**PROVIDED INFORMATION:**
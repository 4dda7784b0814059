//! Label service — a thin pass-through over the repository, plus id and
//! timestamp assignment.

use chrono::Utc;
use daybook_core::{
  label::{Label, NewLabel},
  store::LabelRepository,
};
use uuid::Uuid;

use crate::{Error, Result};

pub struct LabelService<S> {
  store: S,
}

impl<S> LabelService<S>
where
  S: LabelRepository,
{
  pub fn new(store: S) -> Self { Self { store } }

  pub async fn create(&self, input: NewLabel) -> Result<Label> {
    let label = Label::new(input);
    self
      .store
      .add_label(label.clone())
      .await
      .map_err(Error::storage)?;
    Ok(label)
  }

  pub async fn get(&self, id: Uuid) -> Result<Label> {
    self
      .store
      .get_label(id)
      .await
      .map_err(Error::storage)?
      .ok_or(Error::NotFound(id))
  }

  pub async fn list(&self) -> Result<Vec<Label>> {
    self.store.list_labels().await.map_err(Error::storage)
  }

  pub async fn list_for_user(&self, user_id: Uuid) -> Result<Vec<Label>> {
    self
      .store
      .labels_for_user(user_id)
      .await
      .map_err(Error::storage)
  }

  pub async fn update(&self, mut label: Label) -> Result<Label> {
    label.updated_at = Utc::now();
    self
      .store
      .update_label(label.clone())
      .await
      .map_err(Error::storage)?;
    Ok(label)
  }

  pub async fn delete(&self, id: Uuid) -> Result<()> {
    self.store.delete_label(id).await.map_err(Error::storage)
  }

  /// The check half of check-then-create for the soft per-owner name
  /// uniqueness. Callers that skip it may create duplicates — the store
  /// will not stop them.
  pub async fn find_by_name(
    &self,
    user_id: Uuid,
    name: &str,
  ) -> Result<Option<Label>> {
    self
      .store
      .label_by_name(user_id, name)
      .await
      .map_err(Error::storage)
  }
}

---

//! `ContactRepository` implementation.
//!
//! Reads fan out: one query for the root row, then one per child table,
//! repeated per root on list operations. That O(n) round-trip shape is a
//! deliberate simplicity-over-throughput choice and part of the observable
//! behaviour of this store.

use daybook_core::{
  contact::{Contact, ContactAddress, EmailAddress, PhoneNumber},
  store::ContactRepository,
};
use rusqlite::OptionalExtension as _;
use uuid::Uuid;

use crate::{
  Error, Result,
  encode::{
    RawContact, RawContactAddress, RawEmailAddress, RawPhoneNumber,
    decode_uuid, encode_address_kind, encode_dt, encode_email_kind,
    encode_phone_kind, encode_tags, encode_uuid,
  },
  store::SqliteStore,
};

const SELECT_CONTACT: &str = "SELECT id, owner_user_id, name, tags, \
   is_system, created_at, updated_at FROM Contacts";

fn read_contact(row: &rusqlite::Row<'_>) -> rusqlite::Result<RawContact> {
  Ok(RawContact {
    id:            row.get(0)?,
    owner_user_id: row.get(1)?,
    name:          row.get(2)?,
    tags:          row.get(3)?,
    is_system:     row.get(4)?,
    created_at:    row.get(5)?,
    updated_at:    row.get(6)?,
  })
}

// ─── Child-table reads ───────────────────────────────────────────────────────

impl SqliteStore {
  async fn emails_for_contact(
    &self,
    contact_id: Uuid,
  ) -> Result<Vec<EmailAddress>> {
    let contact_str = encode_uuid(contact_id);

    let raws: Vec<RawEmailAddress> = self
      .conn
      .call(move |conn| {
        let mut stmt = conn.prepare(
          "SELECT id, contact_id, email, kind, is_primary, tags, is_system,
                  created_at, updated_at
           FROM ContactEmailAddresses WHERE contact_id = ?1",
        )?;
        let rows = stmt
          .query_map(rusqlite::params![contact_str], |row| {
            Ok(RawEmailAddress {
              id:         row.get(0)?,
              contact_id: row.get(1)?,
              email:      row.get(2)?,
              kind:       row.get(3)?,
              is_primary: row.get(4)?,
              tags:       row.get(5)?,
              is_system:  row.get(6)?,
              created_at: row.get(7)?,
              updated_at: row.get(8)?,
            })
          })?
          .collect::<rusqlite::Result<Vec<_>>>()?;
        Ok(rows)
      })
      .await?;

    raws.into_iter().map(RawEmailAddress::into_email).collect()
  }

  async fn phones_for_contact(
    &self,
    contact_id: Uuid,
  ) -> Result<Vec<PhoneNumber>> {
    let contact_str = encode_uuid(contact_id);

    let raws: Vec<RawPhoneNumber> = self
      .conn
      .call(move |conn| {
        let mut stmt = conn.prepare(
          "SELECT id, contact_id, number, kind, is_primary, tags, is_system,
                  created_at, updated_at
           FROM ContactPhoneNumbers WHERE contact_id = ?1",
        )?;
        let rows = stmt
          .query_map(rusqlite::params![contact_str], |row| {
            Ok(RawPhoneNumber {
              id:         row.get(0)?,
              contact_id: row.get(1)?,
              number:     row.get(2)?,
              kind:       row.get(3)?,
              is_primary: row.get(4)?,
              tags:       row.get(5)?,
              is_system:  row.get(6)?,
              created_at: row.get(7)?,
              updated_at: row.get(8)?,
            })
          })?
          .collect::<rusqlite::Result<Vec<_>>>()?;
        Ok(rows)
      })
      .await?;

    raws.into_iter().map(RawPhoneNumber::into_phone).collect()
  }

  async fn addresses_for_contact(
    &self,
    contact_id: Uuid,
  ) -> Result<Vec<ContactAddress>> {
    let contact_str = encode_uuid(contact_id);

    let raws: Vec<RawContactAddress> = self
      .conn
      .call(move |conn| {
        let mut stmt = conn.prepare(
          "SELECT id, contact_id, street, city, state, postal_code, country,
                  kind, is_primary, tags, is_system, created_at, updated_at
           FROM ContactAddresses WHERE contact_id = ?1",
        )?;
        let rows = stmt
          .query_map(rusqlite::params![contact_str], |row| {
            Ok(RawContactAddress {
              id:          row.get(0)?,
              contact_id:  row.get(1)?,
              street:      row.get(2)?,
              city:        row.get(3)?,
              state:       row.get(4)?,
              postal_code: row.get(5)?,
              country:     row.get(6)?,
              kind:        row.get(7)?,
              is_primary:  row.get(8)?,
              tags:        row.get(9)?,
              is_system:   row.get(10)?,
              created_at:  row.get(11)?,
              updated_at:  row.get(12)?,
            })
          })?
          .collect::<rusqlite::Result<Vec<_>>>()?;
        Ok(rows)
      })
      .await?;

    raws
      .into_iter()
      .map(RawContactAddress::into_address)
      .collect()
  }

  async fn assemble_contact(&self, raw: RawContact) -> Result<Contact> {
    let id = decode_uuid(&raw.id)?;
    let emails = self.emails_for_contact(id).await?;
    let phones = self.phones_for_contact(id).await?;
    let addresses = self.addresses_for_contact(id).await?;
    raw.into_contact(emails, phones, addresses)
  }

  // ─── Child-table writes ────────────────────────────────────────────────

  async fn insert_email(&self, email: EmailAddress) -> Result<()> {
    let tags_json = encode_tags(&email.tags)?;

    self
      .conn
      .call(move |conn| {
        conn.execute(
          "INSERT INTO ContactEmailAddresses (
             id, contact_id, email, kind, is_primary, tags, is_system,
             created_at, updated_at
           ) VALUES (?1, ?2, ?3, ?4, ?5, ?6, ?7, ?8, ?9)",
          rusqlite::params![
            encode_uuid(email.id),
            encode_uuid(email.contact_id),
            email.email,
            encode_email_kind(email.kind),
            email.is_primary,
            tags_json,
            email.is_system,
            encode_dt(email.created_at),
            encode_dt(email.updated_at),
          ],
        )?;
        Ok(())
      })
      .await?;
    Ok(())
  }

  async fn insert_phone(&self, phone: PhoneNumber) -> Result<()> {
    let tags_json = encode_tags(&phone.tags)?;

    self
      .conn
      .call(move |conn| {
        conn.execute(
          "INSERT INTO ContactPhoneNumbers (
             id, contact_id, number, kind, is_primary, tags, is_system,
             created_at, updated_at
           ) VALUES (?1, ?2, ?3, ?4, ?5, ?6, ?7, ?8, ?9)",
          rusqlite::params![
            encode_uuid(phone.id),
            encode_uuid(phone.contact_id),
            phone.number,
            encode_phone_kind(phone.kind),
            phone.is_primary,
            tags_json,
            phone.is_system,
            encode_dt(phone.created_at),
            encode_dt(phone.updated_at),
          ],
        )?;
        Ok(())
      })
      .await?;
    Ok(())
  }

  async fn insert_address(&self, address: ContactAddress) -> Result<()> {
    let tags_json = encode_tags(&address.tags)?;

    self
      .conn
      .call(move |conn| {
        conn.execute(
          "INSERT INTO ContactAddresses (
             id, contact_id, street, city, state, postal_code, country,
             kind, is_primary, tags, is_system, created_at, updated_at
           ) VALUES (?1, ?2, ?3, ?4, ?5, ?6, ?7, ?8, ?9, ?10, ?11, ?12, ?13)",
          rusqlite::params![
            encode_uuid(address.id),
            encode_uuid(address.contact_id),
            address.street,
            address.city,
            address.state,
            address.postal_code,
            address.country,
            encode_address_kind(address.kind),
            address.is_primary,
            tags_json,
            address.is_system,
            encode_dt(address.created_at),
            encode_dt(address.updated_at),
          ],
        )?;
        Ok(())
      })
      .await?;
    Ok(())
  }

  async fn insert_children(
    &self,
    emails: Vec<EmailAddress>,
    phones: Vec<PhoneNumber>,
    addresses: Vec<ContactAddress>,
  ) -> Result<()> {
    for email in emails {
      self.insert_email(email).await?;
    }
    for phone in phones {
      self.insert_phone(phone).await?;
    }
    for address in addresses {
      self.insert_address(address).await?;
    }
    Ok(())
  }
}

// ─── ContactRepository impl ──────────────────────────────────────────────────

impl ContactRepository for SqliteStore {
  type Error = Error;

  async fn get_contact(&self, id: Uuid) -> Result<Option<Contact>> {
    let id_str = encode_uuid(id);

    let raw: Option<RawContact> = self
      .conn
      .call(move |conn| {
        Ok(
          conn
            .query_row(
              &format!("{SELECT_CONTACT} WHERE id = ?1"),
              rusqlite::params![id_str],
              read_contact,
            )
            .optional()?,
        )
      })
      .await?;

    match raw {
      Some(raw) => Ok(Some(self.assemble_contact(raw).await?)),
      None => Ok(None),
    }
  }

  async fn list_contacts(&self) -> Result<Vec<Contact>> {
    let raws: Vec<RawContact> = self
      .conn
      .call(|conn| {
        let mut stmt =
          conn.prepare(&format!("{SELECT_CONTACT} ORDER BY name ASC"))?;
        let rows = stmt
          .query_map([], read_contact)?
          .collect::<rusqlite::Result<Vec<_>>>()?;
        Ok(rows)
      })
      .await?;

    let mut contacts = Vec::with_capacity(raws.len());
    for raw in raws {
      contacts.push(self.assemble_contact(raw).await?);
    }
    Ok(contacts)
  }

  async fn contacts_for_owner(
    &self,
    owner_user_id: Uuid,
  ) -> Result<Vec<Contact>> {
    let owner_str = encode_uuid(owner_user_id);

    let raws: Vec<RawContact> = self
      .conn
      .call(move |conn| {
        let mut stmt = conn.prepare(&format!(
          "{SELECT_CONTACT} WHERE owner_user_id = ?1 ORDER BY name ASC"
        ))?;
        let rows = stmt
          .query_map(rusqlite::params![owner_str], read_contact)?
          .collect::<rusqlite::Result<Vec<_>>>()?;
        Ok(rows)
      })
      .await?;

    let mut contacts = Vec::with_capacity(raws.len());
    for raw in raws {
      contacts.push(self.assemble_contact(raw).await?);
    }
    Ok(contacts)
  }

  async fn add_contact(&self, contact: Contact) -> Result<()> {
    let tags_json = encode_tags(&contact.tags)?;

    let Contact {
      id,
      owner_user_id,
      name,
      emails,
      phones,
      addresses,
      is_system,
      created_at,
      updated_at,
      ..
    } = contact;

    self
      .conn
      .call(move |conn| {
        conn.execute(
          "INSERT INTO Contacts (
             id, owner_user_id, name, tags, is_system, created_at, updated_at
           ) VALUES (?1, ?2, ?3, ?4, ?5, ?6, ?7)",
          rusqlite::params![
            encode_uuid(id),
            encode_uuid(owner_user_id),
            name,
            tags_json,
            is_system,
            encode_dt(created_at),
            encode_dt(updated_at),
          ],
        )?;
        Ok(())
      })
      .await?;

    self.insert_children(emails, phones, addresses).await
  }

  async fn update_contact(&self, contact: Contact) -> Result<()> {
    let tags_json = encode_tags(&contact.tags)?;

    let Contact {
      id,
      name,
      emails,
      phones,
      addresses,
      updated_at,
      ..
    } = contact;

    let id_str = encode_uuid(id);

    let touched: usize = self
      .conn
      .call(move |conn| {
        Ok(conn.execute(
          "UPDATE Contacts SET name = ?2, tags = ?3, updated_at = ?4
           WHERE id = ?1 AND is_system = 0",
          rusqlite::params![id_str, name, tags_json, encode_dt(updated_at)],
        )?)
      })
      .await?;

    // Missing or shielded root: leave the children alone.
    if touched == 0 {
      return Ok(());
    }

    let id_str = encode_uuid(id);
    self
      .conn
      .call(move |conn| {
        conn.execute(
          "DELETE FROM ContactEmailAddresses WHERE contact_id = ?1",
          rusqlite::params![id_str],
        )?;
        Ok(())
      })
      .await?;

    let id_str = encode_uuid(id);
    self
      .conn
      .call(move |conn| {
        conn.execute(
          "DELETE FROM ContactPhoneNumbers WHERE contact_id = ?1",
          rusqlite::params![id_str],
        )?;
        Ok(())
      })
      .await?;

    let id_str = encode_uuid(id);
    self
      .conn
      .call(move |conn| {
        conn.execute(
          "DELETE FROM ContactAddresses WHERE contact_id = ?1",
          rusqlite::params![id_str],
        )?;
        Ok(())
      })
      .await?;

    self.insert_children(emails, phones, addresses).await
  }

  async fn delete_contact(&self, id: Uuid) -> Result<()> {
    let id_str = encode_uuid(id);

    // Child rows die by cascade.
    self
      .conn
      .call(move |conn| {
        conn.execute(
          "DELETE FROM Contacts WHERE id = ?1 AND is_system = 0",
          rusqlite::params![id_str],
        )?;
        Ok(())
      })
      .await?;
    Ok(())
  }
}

**EXERCISE DIRECTIONS:**
If a line above holds the string "table", count it; give the final total as the only output.

**TASK SOLUTION:**
3